- _Try it_:
From the entries below, list each line with "false".

- _Exercise input_:
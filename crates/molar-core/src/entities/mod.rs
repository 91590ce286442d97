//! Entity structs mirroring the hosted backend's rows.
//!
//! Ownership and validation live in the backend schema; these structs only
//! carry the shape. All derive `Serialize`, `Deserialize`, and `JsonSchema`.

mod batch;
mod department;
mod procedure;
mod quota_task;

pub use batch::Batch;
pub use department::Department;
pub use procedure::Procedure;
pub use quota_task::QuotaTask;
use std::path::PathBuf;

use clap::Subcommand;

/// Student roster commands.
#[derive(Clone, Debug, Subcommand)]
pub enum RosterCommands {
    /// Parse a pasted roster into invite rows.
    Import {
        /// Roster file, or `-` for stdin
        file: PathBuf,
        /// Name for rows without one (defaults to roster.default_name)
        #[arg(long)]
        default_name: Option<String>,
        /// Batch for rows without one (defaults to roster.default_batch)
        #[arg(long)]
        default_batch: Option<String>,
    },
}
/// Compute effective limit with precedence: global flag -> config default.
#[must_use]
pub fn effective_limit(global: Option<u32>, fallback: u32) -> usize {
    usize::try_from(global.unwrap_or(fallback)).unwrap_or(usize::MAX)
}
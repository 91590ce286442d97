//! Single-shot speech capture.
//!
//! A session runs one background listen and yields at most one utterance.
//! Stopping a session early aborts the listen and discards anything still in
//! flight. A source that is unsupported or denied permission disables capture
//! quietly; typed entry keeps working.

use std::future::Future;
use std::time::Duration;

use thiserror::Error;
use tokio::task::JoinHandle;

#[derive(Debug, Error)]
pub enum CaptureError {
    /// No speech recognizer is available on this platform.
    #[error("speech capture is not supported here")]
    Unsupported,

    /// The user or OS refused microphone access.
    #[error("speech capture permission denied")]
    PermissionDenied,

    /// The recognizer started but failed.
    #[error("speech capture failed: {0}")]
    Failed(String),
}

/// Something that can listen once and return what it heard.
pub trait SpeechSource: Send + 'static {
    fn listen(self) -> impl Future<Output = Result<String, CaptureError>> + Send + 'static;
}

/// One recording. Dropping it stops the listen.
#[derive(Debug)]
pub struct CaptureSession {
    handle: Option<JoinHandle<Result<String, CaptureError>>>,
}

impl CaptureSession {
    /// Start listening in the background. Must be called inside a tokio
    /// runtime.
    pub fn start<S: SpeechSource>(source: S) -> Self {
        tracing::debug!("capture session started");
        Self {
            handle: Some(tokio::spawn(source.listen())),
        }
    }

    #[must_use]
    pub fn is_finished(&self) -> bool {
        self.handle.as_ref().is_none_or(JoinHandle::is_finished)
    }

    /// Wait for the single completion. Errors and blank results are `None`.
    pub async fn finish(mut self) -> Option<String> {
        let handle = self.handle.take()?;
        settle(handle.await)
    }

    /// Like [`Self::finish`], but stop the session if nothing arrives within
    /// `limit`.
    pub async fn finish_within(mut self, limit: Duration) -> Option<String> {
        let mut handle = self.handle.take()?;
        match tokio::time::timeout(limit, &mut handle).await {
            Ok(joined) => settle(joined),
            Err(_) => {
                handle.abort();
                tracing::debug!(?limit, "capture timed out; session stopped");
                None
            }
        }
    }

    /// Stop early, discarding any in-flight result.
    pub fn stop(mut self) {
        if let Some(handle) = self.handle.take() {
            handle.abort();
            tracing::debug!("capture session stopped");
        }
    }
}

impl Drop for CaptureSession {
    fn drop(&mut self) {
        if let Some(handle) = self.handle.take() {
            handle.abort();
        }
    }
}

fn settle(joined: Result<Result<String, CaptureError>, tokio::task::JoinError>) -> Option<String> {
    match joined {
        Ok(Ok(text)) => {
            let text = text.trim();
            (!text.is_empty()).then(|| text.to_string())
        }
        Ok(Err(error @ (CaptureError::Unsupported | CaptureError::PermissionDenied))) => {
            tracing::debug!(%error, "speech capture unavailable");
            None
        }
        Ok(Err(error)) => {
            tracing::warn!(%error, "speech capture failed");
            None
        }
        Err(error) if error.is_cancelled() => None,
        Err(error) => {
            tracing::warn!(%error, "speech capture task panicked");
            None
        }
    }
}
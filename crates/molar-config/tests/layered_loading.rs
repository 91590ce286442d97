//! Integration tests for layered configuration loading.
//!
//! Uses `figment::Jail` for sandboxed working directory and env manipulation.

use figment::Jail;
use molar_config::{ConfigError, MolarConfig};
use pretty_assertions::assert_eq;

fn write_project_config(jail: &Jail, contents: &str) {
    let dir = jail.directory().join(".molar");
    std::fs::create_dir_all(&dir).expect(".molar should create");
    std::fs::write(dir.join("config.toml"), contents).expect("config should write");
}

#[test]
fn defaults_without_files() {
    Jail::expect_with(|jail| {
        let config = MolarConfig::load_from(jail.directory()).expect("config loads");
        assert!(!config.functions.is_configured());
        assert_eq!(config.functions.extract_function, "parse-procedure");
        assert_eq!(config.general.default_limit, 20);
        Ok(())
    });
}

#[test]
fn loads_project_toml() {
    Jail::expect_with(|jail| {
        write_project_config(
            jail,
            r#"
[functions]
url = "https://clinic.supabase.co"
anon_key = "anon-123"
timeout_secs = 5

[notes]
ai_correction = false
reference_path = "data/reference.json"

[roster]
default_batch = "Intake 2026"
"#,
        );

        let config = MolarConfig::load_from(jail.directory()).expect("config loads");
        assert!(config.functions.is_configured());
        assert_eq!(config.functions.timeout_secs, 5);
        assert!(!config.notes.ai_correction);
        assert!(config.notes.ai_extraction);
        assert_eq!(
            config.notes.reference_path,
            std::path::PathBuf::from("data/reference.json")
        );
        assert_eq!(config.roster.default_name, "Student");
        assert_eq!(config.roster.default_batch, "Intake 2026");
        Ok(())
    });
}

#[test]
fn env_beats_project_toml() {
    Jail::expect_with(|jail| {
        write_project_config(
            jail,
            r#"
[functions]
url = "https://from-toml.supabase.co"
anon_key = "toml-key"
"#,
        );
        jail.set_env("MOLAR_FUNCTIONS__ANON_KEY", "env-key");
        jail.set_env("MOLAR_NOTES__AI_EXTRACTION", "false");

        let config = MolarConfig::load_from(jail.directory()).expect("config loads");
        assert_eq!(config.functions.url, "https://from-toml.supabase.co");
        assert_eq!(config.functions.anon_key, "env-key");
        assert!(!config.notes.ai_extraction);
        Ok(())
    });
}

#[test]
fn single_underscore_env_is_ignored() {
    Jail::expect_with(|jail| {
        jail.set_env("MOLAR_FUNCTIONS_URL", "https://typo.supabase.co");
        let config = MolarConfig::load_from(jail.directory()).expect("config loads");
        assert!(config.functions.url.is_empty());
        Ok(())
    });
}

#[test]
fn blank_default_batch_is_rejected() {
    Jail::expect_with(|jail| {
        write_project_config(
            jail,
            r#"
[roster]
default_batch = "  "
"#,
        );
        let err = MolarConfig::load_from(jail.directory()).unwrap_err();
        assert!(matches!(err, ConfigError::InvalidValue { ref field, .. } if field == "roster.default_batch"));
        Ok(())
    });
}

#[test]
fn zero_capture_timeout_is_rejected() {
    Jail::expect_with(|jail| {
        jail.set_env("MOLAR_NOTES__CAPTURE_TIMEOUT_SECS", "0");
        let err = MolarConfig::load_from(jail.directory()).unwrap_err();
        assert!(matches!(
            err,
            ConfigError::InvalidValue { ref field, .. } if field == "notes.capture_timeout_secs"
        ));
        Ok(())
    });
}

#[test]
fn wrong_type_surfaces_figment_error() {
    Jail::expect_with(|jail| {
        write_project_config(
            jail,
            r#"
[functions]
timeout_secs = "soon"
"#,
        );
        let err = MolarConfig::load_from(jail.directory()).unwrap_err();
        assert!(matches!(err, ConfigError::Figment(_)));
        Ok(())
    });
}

- _Response to this task_:
ai_correction = false
        jail.set_env("MOLAR_NOTES__AI_EXTRACTION", "false");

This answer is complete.